3. Set offset of data sections through -Wl,--defsym=__ram= option.
4. Set size of data sections through -Wl,--defsym=__ram_size= option.

Here is a full example with custom code and data sections:

$ riscv64-snps-elf-gcc \
        -march=rv32imafc \
        -mabi=ilp32f \
        -mtune=arc-v-rhx-100-series \
        -specs=picolibc.specs \
        --crt0=semihost \
        --oslib=semihost \
        -Wl,--defsym=__flash=0x80000000 \
        -Wl,--defsym=__flash_size=128K \
        -Wl,--defsym=__ram=0x80020000 \
        -Wl,--defsym=__ram_size=128K \
        example.c -o example.elf

Run the application using nSIM:

$ nsimdrv -p nsim_isa_family=rv32 -p nsim_isa_ext=-all.i.m.a.f.c.zicsr -p nsim_semihosting=1 -p enable_exceptions=0 example.elf
Hello, World!

Refer to Running on nSIM and Running on QEMU to learn how to run ARC-V examples on nSIM or QEMU simulator.
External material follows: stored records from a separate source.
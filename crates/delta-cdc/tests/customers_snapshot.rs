use chrono::NaiveDate;
use delta_cdc::{ChangeEventConsumer, EventReader, RawChangeRecord, ReaderReport};
use delta_core::{
    ChangeEvent, DdlOperation, DmlOperation, NoopContext, Offset, QueueEmitter, Result,
};
use delta_shared::{DeltaConfig, SourceConfig};
use serde_json::{json, Value};
use std::sync::Arc;

fn source_config() -> SourceConfig {
    let mut config = DeltaConfig::default().source;
    config.database = "inventory".to_string();
    config
}

fn value_schema() -> Value {
    let row = |field: &str| {
        json!({
            "field": field,
            "type": "struct",
            "name": "delta-server.dbo.customers.Value",
            "optional": true,
            "fields": [
                {"field": "id", "type": "int32", "optional": false},
                {"field": "name", "type": "string", "optional": false},
                {"field": "bday", "type": "int32", "optional": true, "name": "io.debezium.time.Date"}
            ]
        })
    };
    json!({
        "type": "struct",
        "name": "delta-server.dbo.customers.Envelope",
        "fields": [
            row("before"),
            row("after"),
            {"field": "op", "type": "string", "optional": false},
            {"field": "ts_ms", "type": "int64", "optional": true}
        ]
    })
}

fn customer_line(id: i64, name: &str, bday: i64, pos: u64) -> String {
    json!({
        "topic": "delta-server.dbo.customers",
        "key": {
            "schema": {
                "type": "struct",
                "name": "delta-server.dbo.customers.Key",
                "fields": [{"field": "id", "type": "int32", "optional": false}]
            },
            "payload": {"id": id}
        },
        "value": {
            "schema": value_schema(),
            "payload": {
                "before": null,
                "after": {"id": id, "name": name, "bday": bday},
                "op": "r",
                "ts_ms": 1_600_000_000_000i64
            }
        },
        "offset": {"file": "mysql-bin.000003", "pos": pos, "snapshot": true}
    })
    .to_string()
}

/// Capture of a snapshot of `customers(id INT PK, name VARCHAR, bday DATE NULL)`
fn snapshot_capture() -> Vec<String> {
    vec![
        json!({
            "topic": "delta-server",
            "value": {"databaseName": "inventory", "ddl": "CREATE DATABASE inventory"},
            "offset": {"file": "mysql-bin.000003", "pos": 154, "snapshot": true}
        })
        .to_string(),
        json!({
            "topic": "delta-server",
            "value": {
                "databaseName": "inventory",
                "ddl": "CREATE TABLE customers (id INT PRIMARY KEY, name VARCHAR(255), bday DATE NULL)"
            },
            "offset": {"file": "mysql-bin.000003", "pos": 154, "snapshot": true}
        })
        .to_string(),
        customer_line(0, "alice", 0, 154),
        customer_line(1, "bob", 365, 154),
    ]
}

fn records(lines: Vec<String>) -> Vec<Result<RawChangeRecord>> {
    lines
        .iter()
        .map(|line| RawChangeRecord::from_json_line(line))
        .collect()
}

async fn replay(lines: Vec<String>, latest: &Offset) -> (ReaderReport, Vec<ChangeEvent>) {
    let (emitter, queue, _handle) = QueueEmitter::bounded(64);
    let consumer =
        ChangeEventConsumer::new(&source_config(), emitter, Arc::new(NoopContext), latest)
            .unwrap();

    let report = EventReader::start(records(lines), consumer)
        .join()
        .await
        .unwrap();
    (report, queue.drain())
}

#[tokio::test]
async fn snapshot_of_customers_yields_four_ddl_and_two_inserts() {
    let (report, events) = replay(snapshot_capture(), &Offset::new()).await;

    assert!(!report.stopped);
    assert_eq!(report.records, 4);
    assert_eq!(report.skipped, 1);

    let ddl: Vec<_> = events.iter().filter_map(ChangeEvent::as_ddl).collect();
    let dml: Vec<_> = events.iter().filter_map(ChangeEvent::as_dml).collect();

    assert_eq!(ddl.len(), 4);
    assert_eq!(
        ddl.iter().map(|e| e.operation).collect::<Vec<_>>(),
        vec![
            DdlOperation::CreateDatabase,
            DdlOperation::DropTable,
            DdlOperation::CreateDatabase,
            DdlOperation::CreateTable,
        ]
    );
    assert_eq!(ddl[3].table_name.as_deref(), Some("customers"));
    assert_eq!(ddl[3].primary_key, vec!["id"]);
    assert!(ddl.iter().all(|e| e.is_snapshot));

    assert_eq!(dml.len(), 2);
    assert!(dml.iter().all(|e| e.operation_type == DmlOperation::Insert));

    let alice = &dml[0].row;
    assert_eq!(alice.get("id"), Some(&json!(0)));
    assert_eq!(alice.get("name"), Some(&json!("alice")));
    assert_eq!(alice.get_date("bday"), NaiveDate::from_ymd_opt(1970, 1, 1));

    let bob = &dml[1].row;
    assert_eq!(bob.get("id"), Some(&json!(1)));
    assert_eq!(bob.get("name"), Some(&json!("bob")));
    assert_eq!(bob.get_date("bday"), NaiveDate::from_ymd_opt(1971, 1, 1));
    assert_eq!(dml[1].ingest_timestamp, 1_600_000_000_000);
}

#[tokio::test]
async fn streaming_redelivery_after_restart_is_suppressed() {
    let streaming = |id: i64, name: &str, pos: u64| {
        customer_line(id, name, 0, pos)
            .replace(r#""op":"r""#, r#""op":"c""#)
            .replace(r#""snapshot":true"#, r#""snapshot":false"#)
    };

    let first_run = vec![streaming(2, "carol", 900), streaming(3, "dave", 1000)];
    let (_, events) = replay(first_run.clone(), &Offset::new()).await;
    assert_eq!(events.len(), 5);
    let acknowledged = events.last().map(|e| e.offset().clone()).unwrap();

    // the connector replays from the last acknowledged position
    let mut second_run = first_run;
    second_run.push(streaming(4, "erin", 1100));
    let (report, events) = replay(second_run, &acknowledged).await;

    assert_eq!(report.skipped, 2);
    assert_eq!(events.len(), 4);
    let dml = events[3].as_dml().unwrap();
    assert_eq!(dml.row.get("name"), Some(&json!("erin")));
    assert!(!dml.is_snapshot);
}

#[tokio::test]
async fn keyless_table_stops_the_reader() {
    let line = json!({
        "topic": "delta-server.dbo.audit_log",
        "key": null,
        "value": {"op": "c", "after": {"message": "boot"}},
        "offset": {"file": "mysql-bin.000003", "pos": 2000}
    })
    .to_string();

    let (emitter, queue, _handle) = QueueEmitter::bounded(8);
    let consumer =
        ChangeEventConsumer::new(&source_config(), emitter, Arc::new(NoopContext), &Offset::new())
            .unwrap();

    let result = EventReader::start(records(vec![line]), consumer).join().await;
    let error = result.unwrap_err();
    assert!(error.is_fatal());
    assert!(error.to_string().contains("audit_log"));
    assert!(queue.is_empty());
}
Compiling C++ applications

Consider a simple code example:

#include <iostream>

int main()
{
        std::cout << "Hello, World!" << std::endl;
        return 0;
}

For compiling C++ applications use -specs=picolibcpp.specs:

$ riscv64-snps-elf-gcc \
        -march=rv32imafc \
        -mabi=ilp32f \
        -mtune=arc-v-rhx-100-series \
        -specs=picolibcpp.specs \
        --crt0=semihost \
        --oslib=semihost \
        -Wl,--defsym=__flash_size=2M \
        -Wl,--defsym=__ram_size=2M \
        example.c -o example.elf

Using size optimized Picolibc variant

Pass -specs=nano.specs option to link an application with a size optimized Picolibc variant:

$ riscv64-snps-elf-gcc \
        -march=rv32imafc \
        -mabi=ilp32f \
        -mtune=arc-v-rhx-100-series \
        -specs=picolibc.specs \
        -specs=nano.specs \
        --crt0=semihost \
        --oslib=semihost \
        example.c -o example.elf

The table below summarizes differences between the regular Picolibc and size optimized one.

Feature	Picolibc	Picolibc Nano
Optimization level	-O3	-Os
Support of long long format in i/o functions	Yes	No
Support of long double format in i/o functions	Yes	No
Support of %b format in i/o functions	Yes	No
Support of %n format in i/o functions	Yes	No
Faster buffered i/o operations	Yes	No
Multibyte support for UTF-8 charset	Yes	No
Wide character support in printf/scanf	Yes	No

Choosing a crt0 variant

A variant of a startup file (crt0.o) is chosen through --crt0= option. See a list of all supported values for this option below.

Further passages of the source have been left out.